Assignment → In the lines below, look for "async". Copy each line where it appears.
□ □ □ □
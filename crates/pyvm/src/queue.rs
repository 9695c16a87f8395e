//! Strictly ordered command dispatch.
//!
//! Callers push [`Command`]s through a [`CommandQueue`]; a single worker task
//! ([`drive`]) owns the runtime and drains them one at a time in enqueue order.
//! Each command carries a oneshot reply which backs the caller's [`CommandFuture`].

use std::{
    any::Any,
    cell::Cell,
    future::Future,
    panic::{AssertUnwindSafe, catch_unwind},
    pin::Pin,
    task::{Context, Poll},
};

use tokio::sync::{mpsc, oneshot};
use tracing::{Span, debug, info, trace, warn};

use crate::{
    classify::{InterpreterError, Origin, classify},
    gate::{GateOpener, ReadinessGate},
    object::{InvalidInputError, Object},
    output::OutputChannel,
    runtime::{Runtime, RuntimeLoader},
};

/// Python keywords, which can never be used as binding names.
const KEYWORDS: [&str; 35] = [
    "False", "None", "True", "and", "as", "assert", "async", "await", "break", "class", "continue", "def", "del",
    "elif", "else", "except", "finally", "for", "from", "global", "if", "import", "in", "is", "lambda", "nonlocal",
    "not", "or", "pass", "raise", "return", "try", "while", "with", "yield",
];

/// One request to the runtime.
#[derive(Debug, Clone, PartialEq)]
pub enum Command {
    /// Bind `name` to `value` in the top-level scope.
    Set { name: String, value: Object },
    /// Read the top-level binding `name`.
    Get { name: String },
    /// Run `source` as the top-level program.
    Exec { source: String },
}

impl Command {
    #[must_use]
    pub fn set(name: impl Into<String>, value: impl Into<Object>) -> Self {
        Self::Set {
            name: name.into(),
            value: value.into(),
        }
    }

    #[must_use]
    pub fn get(name: impl Into<String>) -> Self {
        Self::Get { name: name.into() }
    }

    #[must_use]
    pub fn exec(source: impl Into<String>) -> Self {
        Self::Exec { source: source.into() }
    }

    /// The dispatch stage this command runs in.
    #[must_use]
    pub fn origin(&self) -> Origin {
        match self {
            Self::Set { .. } => Origin::Set,
            Self::Get { .. } => Origin::Get,
            Self::Exec { .. } => Origin::Exec,
        }
    }

    /// Checks that the payload can be handed to a runtime at all.
    pub fn validate(&self) -> Result<(), InvalidInputError> {
        match self {
            Self::Set { name, value } => {
                check_name(name)?;
                value.validate()
            }
            Self::Get { name } => check_name(name),
            Self::Exec { source } if source.contains('\0') => Err(InvalidInputError::NulInSource),
            Self::Exec { .. } => Ok(()),
        }
    }
}

fn check_name(name: &str) -> Result<(), InvalidInputError> {
    let mut chars = name.chars();
    let valid = chars.next().is_some_and(|c| c == '_' || c.is_alphabetic())
        && chars.all(|c| c == '_' || c.is_alphanumeric())
        && !KEYWORDS.contains(&name);
    if valid {
        Ok(())
    } else {
        Err(InvalidInputError::InvalidName(name.to_owned()))
    }
}

/// What the runtime answered to a dispatched command.
#[derive(Debug, Clone, PartialEq)]
pub enum Reply {
    /// `Set` and `Exec` complete without a value.
    Unit,
    /// The value read by `Get`.
    Value(Object),
}

type ReplyResult = Result<Reply, InterpreterError>;

#[derive(Debug)]
pub(crate) struct Envelope {
    seq: u64,
    command: Command,
    reply: oneshot::Sender<ReplyResult>,
}

/// Sending half of a handle's queue; the single serialization point for all callers.
#[derive(Debug)]
pub(crate) struct CommandQueue {
    tx: mpsc::UnboundedSender<Envelope>,
    gate: ReadinessGate,
    next_seq: Cell<u64>,
    span: Span,
}

impl CommandQueue {
    pub(crate) fn new(tx: mpsc::UnboundedSender<Envelope>, gate: ReadinessGate, span: Span) -> Self {
        Self {
            tx,
            gate,
            next_seq: Cell::new(0),
            span,
        }
    }

    /// Enqueues `command` now, before the returned future is first polled.
    ///
    /// A faulted handle and a malformed payload both settle the future immediately,
    /// and in that order; neither consumes a runtime turn.
    pub(crate) fn submit<T: Unpin>(&self, command: Command, extract: Extract<T>) -> CommandFuture<T> {
        let _entered = self.span.enter();
        if let Some(error) = self.gate.fault() {
            debug!(origin = %command.origin(), "rejected, handle is faulted");
            return CommandFuture::settled(Err(error));
        }
        if let Err(invalid) = command.validate() {
            let error = classify(command.origin(), invalid);
            debug!(origin = %command.origin(), %error, "rejected before dispatch");
            return CommandFuture::settled(Err(error));
        }

        let seq = self.next_seq.get();
        self.next_seq.set(seq + 1);
        let origin = command.origin();
        let (reply, rx) = oneshot::channel();
        if self.tx.send(Envelope { seq, command, reply }).is_err() {
            let error = self.gate.fault().unwrap_or_else(InterpreterError::worker_stopped);
            debug!(seq, %origin, %error, "rejected, worker is gone");
            return CommandFuture::settled(Err(error));
        }
        debug!(seq, %origin, "enqueued");
        CommandFuture::waiting(rx, extract, self.gate.clone())
    }

    /// Settles a future with `error` without touching the queue.
    pub(crate) fn reject<T: Unpin>(&self, error: InterpreterError) -> CommandFuture<T> {
        if let Some(fault) = self.gate.fault() {
            return CommandFuture::settled(Err(fault));
        }
        CommandFuture::settled(Err(error))
    }
}

pub(crate) type Extract<T> = fn(Reply) -> Result<T, InterpreterError>;

pub(crate) fn unit(_: Reply) -> Result<(), InterpreterError> {
    Ok(())
}

pub(crate) fn value(reply: Reply) -> Result<Object, InterpreterError> {
    match reply {
        Reply::Value(value) => Ok(value),
        Reply::Unit => Err(InterpreterError::protocol("runtime answered without a value")),
    }
}

pub(crate) fn raw(reply: Reply) -> Result<Reply, InterpreterError> {
    Ok(reply)
}

/// The pending result of one command.
///
/// The command was already enqueued when this future was created; dropping the
/// future does not take it back out of the queue.
#[must_use = "the command runs regardless, but its result is lost"]
#[derive(Debug)]
pub struct CommandFuture<T> {
    state: FutureState<T>,
}

#[derive(Debug)]
enum FutureState<T> {
    Settled(Option<Result<T, InterpreterError>>),
    Waiting {
        rx: oneshot::Receiver<ReplyResult>,
        extract: Extract<T>,
        gate: ReadinessGate,
    },
}

impl<T: Unpin> CommandFuture<T> {
    fn settled(result: Result<T, InterpreterError>) -> Self {
        Self {
            state: FutureState::Settled(Some(result)),
        }
    }

    fn waiting(rx: oneshot::Receiver<ReplyResult>, extract: Extract<T>, gate: ReadinessGate) -> Self {
        Self {
            state: FutureState::Waiting { rx, extract, gate },
        }
    }

    /// Whether the result is already decided without waiting on the runtime.
    ///
    /// True for commands rejected at call time, and for futures that already completed.
    #[must_use]
    pub fn is_settled(&self) -> bool {
        matches!(self.state, FutureState::Settled(_))
    }
}

impl<T: Unpin> Future for CommandFuture<T> {
    type Output = Result<T, InterpreterError>;

    fn poll(mut self: Pin<&mut Self>, cx: &mut Context<'_>) -> Poll<Self::Output> {
        let result = match &mut self.state {
            FutureState::Settled(result) => match result.take() {
                Some(result) => result,
                None => Err(InterpreterError::protocol("command result already taken")),
            },
            FutureState::Waiting { rx, extract, gate } => match Pin::new(rx).poll(cx) {
                Poll::Pending => return Poll::Pending,
                Poll::Ready(Ok(reply)) => reply.and_then(*extract),
                // the worker went away without answering
                Poll::Ready(Err(_)) => Err(gate.fault().unwrap_or_else(InterpreterError::worker_stopped)),
            },
        };
        self.state = FutureState::Settled(None);
        Poll::Ready(result)
    }
}

/// Worker loop owning the runtime of one handle.
///
/// Boots the runtime, settles the gate, then dispatches commands one at a time
/// until every sender is gone. Commands pushed while loading simply wait in the
/// channel; on a failed load they are all rejected with the same `LoadError`.
///
/// A runtime that panics mid-dispatch is dropped and the gate faulted, exactly
/// as if it had failed to load.
pub(crate) async fn drive<L: RuntimeLoader>(
    loader: L,
    output: OutputChannel,
    opener: GateOpener,
    mut rx: mpsc::UnboundedReceiver<Envelope>,
) {
    let mut runtime = match loader.load(output.clone()).await {
        Ok(runtime) => {
            info!("runtime ready");
            opener.open();
            runtime
        }
        Err(failure) => {
            let error = classify(Origin::Boot, failure);
            warn!(%error, "runtime failed to load");
            opener.fault(error.clone());
            reject_held(rx, &error).await;
            return;
        }
    };

    while let Some(Envelope { seq, command, reply }) = rx.recv().await {
        let origin = command.origin();
        debug!(seq, %origin, "dispatching");
        let result = match catch_unwind(AssertUnwindSafe(|| dispatch(&mut runtime, command, &output))) {
            Ok(result) => result,
            Err(payload) => {
                let error = InterpreterError::runtime_panicked(&panic_detail(payload.as_ref()));
                warn!(seq, %error, "runtime panicked, faulting handle");
                drop(runtime);
                opener.fault(error.clone());
                let _ = reply.send(Err(error.clone()));
                reject_held(rx, &error).await;
                return;
            }
        };
        match &result {
            Ok(_) => debug!(seq, "settled"),
            Err(error) => debug!(seq, %error, "rejected"),
        }
        if reply.send(result).is_err() {
            trace!(seq, "result dropped by caller");
        }
        // let callers woken by this reply run before the next dispatch
        tokio::task::yield_now().await;
    }
    debug!("all handles dropped, worker exiting");
}

/// Stops accepting commands and rejects everything still in the channel with `error`.
async fn reject_held(mut rx: mpsc::UnboundedReceiver<Envelope>, error: &InterpreterError) {
    rx.close();
    while let Some(Envelope { seq, reply, .. }) = rx.recv().await {
        debug!(seq, "rejecting held command");
        let _ = reply.send(Err(error.clone()));
    }
}

fn panic_detail(payload: &(dyn Any + Send)) -> String {
    if let Some(text) = payload.downcast_ref::<&str>() {
        (*text).to_owned()
    } else if let Some(text) = payload.downcast_ref::<String>() {
        text.clone()
    } else {
        "unknown panic".to_owned()
    }
}

fn dispatch<R: Runtime>(runtime: &mut R, command: Command, output: &OutputChannel) -> ReplyResult {
    let origin = command.origin();
    let result = match command {
        Command::Set { name, value } => runtime.set_global(&name, value).map(|()| Reply::Unit),
        Command::Get { name } => runtime.get_global(&name).map(Reply::Value),
        Command::Exec { source } => runtime.exec(&source, output).map(|()| Reply::Unit),
    };
    result.map_err(|failure| classify(origin, failure))
}

#[cfg(test)]
mod tests {
    use super::*;

    #[test]
    fn names_must_be_identifiers() {
        assert!(Command::get("x").validate().is_ok());
        assert!(Command::get("_private2").validate().is_ok());
        assert!(Command::get("café").validate().is_ok());
        for bad in ["", "2x", "a-b", "a b", "class", "None"] {
            assert_eq!(
                Command::get(bad).validate(),
                Err(InvalidInputError::InvalidName(bad.to_owned())),
                "{bad:?}"
            );
        }
    }

    #[test]
    fn exec_source_rejects_nul() {
        assert!(Command::exec("x = 1\n").validate().is_ok());
        assert_eq!(
            Command::exec("x = '\0'").validate(),
            Err(InvalidInputError::NulInSource)
        );
    }

    #[test]
    fn set_checks_value_shape() {
        let bad = Object::Dict(vec![(Object::List(vec![]), Object::None)].into());
        assert_eq!(
            Command::set("d", bad).validate(),
            Err(InvalidInputError::Unhashable("list"))
        );
    }
}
□ □ □ □
Answer to this exercise →
    "False", "None", "True", "and", "as", "assert", "async", "await", "break", "class", "continue", "def", "del",
pub(crate) async fn drive<L: RuntimeLoader>(
async fn reject_held(mut rx: mpsc::UnboundedReceiver<Envelope>, error: &InterpreterError) {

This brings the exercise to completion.